## What to produce
The answer must consist of each line below that contains the word "spawn", copied in full.

## Records for the task

..........

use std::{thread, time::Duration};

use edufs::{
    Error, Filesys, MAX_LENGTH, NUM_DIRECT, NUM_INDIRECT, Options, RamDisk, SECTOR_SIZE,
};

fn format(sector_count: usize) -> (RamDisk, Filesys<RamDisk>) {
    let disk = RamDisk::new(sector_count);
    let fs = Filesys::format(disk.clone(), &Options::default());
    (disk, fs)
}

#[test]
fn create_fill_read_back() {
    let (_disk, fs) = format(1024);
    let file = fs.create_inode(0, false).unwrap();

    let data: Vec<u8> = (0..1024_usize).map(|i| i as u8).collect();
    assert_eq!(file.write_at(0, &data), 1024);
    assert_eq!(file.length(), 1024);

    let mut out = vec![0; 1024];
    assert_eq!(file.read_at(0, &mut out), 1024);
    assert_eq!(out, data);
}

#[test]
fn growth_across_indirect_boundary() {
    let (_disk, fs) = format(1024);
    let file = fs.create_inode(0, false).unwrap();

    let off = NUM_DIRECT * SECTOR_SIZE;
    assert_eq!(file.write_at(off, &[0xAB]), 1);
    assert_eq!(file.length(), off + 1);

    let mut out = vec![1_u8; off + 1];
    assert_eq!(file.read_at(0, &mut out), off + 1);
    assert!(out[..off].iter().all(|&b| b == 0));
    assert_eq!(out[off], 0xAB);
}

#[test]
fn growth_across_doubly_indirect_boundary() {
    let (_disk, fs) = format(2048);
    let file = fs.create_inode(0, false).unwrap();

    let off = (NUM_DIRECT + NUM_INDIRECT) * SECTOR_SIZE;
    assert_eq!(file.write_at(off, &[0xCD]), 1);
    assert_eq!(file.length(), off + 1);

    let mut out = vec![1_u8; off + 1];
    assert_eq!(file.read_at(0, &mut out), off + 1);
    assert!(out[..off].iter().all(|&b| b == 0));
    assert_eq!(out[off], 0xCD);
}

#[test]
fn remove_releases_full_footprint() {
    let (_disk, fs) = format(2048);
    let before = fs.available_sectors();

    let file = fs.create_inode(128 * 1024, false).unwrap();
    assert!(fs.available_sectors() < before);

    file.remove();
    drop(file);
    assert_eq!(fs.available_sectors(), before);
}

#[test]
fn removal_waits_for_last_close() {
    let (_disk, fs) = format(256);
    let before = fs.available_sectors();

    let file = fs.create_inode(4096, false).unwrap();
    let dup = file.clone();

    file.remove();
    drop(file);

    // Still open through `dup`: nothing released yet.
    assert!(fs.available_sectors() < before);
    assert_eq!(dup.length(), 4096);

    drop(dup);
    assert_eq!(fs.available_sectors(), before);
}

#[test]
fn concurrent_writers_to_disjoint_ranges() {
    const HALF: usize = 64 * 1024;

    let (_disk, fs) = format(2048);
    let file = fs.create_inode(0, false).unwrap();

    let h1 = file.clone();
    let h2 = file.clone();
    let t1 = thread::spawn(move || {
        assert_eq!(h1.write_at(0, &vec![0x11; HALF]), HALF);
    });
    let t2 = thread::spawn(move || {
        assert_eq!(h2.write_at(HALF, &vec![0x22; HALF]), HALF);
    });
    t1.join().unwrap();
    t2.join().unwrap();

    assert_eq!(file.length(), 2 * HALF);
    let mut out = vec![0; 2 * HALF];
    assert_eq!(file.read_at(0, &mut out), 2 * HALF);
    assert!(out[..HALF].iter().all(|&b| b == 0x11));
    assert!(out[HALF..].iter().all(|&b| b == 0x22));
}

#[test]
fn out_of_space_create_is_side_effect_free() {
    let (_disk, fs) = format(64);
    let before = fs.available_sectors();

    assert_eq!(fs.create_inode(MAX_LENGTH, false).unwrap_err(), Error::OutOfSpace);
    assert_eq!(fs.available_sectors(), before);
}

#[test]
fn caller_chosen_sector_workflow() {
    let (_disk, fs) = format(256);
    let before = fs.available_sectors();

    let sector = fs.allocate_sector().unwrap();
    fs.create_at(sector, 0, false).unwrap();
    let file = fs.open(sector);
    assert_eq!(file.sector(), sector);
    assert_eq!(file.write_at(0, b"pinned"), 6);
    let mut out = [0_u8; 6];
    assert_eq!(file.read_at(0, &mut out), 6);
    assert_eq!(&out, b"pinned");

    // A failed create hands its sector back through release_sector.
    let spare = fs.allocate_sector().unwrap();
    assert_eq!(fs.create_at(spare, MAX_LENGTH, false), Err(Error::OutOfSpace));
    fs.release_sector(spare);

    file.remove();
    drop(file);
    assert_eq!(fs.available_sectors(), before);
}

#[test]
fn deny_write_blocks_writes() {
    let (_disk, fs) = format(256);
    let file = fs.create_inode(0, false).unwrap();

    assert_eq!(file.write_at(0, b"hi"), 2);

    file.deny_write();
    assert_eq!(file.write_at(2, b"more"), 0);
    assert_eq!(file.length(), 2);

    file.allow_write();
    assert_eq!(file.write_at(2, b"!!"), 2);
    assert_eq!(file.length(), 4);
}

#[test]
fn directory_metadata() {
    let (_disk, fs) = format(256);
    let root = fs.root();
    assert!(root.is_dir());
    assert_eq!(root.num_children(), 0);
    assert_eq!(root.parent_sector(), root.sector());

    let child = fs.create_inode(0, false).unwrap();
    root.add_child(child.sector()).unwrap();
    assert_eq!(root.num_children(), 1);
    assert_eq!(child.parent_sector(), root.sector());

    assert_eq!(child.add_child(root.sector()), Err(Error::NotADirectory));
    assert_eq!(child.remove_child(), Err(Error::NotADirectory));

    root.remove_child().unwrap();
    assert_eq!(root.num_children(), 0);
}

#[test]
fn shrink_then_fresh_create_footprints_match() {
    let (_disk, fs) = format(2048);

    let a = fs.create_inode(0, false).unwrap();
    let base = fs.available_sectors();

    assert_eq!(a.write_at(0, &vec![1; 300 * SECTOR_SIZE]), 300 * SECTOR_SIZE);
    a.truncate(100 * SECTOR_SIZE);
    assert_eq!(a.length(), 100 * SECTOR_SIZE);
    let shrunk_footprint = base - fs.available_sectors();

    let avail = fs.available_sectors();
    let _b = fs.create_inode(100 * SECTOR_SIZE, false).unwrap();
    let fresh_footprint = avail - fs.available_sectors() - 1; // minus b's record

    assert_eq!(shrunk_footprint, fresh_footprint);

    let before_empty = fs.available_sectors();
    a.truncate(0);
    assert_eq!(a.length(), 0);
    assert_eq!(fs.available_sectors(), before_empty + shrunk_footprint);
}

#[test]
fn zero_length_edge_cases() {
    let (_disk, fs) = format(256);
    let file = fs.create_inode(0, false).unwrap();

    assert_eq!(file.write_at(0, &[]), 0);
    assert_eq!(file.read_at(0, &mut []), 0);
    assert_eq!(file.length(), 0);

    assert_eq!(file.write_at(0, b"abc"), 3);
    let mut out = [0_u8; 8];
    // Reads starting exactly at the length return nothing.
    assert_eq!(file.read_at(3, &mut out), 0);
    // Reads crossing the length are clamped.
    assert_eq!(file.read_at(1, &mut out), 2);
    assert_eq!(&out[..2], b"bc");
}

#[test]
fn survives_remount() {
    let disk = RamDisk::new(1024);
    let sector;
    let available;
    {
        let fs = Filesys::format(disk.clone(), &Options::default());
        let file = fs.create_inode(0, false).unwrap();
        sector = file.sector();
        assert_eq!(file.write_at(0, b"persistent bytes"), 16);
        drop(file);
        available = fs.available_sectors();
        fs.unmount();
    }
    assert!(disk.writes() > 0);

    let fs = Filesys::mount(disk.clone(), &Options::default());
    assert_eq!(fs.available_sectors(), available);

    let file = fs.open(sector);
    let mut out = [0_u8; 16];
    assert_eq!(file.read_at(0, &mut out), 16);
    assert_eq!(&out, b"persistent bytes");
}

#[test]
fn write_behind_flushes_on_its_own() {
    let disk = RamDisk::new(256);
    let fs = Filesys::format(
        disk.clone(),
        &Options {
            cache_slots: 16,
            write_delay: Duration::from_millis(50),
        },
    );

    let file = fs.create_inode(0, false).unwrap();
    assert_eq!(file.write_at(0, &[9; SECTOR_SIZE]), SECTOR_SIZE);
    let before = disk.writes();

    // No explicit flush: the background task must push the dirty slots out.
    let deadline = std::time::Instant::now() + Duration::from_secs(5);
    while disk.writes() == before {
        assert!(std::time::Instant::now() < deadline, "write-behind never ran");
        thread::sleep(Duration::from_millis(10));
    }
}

..........

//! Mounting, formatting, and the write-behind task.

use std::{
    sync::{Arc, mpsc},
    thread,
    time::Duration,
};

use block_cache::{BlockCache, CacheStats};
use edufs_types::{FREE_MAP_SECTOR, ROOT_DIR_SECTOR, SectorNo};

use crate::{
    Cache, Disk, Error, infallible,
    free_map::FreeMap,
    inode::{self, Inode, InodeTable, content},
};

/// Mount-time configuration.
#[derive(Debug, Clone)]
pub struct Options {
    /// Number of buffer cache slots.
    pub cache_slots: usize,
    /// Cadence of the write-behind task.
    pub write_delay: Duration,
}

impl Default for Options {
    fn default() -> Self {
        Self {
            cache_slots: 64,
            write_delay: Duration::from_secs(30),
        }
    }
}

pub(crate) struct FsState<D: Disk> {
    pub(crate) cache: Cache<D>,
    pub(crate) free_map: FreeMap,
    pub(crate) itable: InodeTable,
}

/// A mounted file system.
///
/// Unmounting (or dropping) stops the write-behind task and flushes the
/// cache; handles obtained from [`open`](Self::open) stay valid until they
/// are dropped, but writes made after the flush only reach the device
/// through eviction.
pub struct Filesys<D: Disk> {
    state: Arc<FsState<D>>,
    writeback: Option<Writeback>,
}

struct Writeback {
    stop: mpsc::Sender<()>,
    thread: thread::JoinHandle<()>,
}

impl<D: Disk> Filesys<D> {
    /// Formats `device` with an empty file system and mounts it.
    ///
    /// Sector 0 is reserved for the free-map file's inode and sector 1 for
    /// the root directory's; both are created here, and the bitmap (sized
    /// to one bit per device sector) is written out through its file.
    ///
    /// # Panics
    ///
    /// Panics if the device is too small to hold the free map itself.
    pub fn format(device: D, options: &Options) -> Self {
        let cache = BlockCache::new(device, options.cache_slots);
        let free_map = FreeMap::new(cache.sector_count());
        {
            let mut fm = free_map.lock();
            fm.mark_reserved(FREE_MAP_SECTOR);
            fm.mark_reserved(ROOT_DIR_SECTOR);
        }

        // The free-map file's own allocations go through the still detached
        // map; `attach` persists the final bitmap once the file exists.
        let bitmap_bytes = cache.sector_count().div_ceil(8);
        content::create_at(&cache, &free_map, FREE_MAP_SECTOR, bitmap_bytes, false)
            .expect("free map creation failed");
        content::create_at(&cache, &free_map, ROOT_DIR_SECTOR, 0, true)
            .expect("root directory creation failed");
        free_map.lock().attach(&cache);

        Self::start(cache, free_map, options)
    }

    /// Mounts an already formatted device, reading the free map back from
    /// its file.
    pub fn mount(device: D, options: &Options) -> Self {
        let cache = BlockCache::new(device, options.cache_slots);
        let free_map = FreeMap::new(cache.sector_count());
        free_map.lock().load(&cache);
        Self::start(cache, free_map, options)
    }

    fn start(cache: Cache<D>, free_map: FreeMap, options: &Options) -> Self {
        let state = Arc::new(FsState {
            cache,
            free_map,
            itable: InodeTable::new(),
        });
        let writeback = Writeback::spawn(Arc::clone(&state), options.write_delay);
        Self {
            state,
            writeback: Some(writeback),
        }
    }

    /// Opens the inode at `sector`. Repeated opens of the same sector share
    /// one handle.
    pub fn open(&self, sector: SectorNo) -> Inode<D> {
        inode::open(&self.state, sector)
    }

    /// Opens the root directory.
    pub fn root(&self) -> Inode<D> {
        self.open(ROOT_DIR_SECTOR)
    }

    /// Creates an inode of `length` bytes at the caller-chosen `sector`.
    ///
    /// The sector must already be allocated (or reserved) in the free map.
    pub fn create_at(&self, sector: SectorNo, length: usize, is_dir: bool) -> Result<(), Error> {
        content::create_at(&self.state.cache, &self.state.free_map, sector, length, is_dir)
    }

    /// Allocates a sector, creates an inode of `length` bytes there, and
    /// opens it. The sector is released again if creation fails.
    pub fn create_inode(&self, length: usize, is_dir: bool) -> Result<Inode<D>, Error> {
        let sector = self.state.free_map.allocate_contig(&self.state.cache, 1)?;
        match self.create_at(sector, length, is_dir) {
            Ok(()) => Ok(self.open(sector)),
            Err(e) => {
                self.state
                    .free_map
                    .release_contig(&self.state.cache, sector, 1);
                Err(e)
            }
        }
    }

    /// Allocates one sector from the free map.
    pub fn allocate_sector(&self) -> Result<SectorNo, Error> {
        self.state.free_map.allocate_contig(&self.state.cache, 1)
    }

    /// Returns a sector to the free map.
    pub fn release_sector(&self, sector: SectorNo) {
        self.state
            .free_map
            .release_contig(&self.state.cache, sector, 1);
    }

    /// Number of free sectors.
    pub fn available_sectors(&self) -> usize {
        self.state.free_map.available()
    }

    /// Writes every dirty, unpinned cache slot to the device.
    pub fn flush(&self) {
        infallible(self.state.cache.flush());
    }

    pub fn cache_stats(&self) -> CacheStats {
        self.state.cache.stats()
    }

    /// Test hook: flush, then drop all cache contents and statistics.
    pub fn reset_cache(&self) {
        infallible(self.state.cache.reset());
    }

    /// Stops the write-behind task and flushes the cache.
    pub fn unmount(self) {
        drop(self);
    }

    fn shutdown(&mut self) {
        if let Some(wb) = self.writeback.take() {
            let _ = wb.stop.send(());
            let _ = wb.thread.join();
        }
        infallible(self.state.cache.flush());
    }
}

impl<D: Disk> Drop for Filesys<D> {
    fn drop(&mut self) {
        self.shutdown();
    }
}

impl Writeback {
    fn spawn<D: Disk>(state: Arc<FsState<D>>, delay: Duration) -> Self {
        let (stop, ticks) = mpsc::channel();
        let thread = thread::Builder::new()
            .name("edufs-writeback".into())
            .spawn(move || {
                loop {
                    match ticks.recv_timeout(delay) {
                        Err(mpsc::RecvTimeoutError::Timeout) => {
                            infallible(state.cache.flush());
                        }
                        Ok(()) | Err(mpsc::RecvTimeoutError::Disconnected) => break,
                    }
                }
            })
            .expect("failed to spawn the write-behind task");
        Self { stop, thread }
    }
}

..........

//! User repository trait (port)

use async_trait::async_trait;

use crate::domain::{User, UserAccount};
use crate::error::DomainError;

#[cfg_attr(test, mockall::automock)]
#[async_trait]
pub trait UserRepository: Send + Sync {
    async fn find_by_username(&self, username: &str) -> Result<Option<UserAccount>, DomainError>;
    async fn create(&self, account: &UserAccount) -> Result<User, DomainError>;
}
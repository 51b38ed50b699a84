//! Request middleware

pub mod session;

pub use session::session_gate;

..........

## Answer space
    let t1 = thread::spawn(move || {
    let t2 = thread::spawn(move || {
        let writeback = Writeback::spawn(Arc::clone(&state), options.write_delay);
    fn spawn<D: Disk>(state: Arc<FsState<D>>, delay: Duration) -> Self {
            .spawn(move || {
            .expect("failed to spawn the write-behind task");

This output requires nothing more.